**What is needed:** Determine how many lines in the records hold "reqwest", then give that number by itself.

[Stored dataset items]
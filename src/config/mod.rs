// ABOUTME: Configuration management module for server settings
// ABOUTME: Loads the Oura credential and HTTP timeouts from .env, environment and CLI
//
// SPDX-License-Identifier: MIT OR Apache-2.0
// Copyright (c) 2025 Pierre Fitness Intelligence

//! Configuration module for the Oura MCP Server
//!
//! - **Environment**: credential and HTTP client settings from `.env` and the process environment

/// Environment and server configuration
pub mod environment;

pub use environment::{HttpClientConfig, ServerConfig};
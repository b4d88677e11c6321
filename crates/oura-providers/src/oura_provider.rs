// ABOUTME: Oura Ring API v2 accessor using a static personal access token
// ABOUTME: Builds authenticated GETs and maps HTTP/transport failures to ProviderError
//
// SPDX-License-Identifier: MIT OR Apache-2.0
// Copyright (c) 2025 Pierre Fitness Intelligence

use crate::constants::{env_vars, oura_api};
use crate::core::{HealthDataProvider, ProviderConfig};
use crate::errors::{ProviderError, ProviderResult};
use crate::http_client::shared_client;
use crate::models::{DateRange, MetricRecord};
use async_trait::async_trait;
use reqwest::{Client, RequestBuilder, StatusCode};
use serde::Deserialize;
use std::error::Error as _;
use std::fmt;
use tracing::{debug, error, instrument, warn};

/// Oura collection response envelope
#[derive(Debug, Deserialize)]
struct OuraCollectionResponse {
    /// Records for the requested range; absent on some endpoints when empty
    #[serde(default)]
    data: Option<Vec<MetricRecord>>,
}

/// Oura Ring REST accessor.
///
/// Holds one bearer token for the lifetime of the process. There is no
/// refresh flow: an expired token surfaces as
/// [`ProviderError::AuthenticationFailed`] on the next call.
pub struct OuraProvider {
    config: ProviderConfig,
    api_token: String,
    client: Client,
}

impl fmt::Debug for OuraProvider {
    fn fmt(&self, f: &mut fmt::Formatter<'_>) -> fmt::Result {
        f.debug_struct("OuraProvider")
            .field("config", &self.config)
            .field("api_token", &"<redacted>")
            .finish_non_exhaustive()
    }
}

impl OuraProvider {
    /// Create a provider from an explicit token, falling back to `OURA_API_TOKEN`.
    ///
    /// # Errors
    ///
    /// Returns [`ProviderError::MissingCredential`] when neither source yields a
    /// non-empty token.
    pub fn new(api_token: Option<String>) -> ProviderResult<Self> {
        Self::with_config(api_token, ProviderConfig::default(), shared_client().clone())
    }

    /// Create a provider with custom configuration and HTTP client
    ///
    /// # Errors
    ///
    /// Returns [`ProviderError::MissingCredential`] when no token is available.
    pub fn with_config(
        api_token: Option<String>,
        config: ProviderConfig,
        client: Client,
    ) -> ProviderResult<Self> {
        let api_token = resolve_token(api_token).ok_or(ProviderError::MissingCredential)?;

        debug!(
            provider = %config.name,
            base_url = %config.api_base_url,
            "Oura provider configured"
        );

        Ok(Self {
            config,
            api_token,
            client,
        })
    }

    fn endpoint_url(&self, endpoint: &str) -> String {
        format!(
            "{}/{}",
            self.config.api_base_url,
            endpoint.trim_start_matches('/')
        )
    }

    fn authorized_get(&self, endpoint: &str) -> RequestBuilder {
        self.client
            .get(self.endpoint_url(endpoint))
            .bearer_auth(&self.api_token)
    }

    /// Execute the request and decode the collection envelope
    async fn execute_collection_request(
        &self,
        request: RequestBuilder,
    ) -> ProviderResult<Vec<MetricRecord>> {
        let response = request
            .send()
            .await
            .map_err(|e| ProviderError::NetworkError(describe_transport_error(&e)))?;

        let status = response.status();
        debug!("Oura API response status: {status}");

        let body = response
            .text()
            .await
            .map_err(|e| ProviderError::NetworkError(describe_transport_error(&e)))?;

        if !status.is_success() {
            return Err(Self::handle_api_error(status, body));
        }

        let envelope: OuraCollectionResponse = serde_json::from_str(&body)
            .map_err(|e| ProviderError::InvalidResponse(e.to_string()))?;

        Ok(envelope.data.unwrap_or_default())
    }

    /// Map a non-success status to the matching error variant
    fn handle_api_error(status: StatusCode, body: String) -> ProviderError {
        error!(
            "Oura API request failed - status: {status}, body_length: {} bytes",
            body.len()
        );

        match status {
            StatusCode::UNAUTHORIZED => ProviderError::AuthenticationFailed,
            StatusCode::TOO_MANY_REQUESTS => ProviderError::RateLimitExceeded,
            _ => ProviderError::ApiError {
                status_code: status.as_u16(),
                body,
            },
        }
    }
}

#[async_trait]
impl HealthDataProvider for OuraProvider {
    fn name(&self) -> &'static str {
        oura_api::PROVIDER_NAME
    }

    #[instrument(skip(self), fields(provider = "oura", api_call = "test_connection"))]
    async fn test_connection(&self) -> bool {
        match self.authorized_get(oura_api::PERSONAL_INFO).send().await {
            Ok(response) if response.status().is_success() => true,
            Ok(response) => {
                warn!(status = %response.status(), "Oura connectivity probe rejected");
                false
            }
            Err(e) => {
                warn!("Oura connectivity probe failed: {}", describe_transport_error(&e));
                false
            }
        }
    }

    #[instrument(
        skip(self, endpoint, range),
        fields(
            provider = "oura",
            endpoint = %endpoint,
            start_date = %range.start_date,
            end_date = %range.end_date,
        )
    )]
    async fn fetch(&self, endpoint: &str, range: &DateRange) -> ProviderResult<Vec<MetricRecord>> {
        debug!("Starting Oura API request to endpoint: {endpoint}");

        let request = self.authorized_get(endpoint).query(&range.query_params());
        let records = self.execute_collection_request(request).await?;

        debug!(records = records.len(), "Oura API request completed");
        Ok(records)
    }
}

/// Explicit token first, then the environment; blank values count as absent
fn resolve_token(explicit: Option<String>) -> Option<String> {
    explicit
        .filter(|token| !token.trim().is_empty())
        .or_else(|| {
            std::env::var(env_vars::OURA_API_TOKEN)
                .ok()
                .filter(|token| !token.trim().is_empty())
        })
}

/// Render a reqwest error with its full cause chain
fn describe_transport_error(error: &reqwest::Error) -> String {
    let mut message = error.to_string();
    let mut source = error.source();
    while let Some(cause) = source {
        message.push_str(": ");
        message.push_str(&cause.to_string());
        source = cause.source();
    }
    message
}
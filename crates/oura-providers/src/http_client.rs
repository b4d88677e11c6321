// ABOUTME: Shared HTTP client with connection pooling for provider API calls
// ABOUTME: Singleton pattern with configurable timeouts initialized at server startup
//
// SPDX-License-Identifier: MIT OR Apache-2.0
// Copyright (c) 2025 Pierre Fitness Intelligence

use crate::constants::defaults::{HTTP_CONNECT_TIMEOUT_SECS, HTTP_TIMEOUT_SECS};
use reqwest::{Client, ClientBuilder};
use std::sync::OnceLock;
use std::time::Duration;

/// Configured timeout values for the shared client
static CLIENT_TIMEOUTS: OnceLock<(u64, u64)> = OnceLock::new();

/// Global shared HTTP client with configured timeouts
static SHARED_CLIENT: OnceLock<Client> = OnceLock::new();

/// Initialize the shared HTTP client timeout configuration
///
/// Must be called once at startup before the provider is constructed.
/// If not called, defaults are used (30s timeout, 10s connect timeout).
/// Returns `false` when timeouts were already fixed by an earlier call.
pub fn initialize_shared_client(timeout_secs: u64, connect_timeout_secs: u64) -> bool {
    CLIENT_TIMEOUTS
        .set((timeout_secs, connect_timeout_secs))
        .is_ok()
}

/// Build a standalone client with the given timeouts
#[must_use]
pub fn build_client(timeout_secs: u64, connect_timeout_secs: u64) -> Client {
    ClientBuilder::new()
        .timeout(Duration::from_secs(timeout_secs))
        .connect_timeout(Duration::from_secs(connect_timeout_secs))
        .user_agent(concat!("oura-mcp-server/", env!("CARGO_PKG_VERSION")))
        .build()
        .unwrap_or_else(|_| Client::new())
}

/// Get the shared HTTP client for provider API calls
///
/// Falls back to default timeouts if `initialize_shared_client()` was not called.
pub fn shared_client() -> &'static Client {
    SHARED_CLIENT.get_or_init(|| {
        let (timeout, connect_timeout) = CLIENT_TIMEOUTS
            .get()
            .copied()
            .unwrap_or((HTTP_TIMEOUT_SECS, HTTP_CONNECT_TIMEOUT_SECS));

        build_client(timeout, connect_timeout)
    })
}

**Result of this task:** 4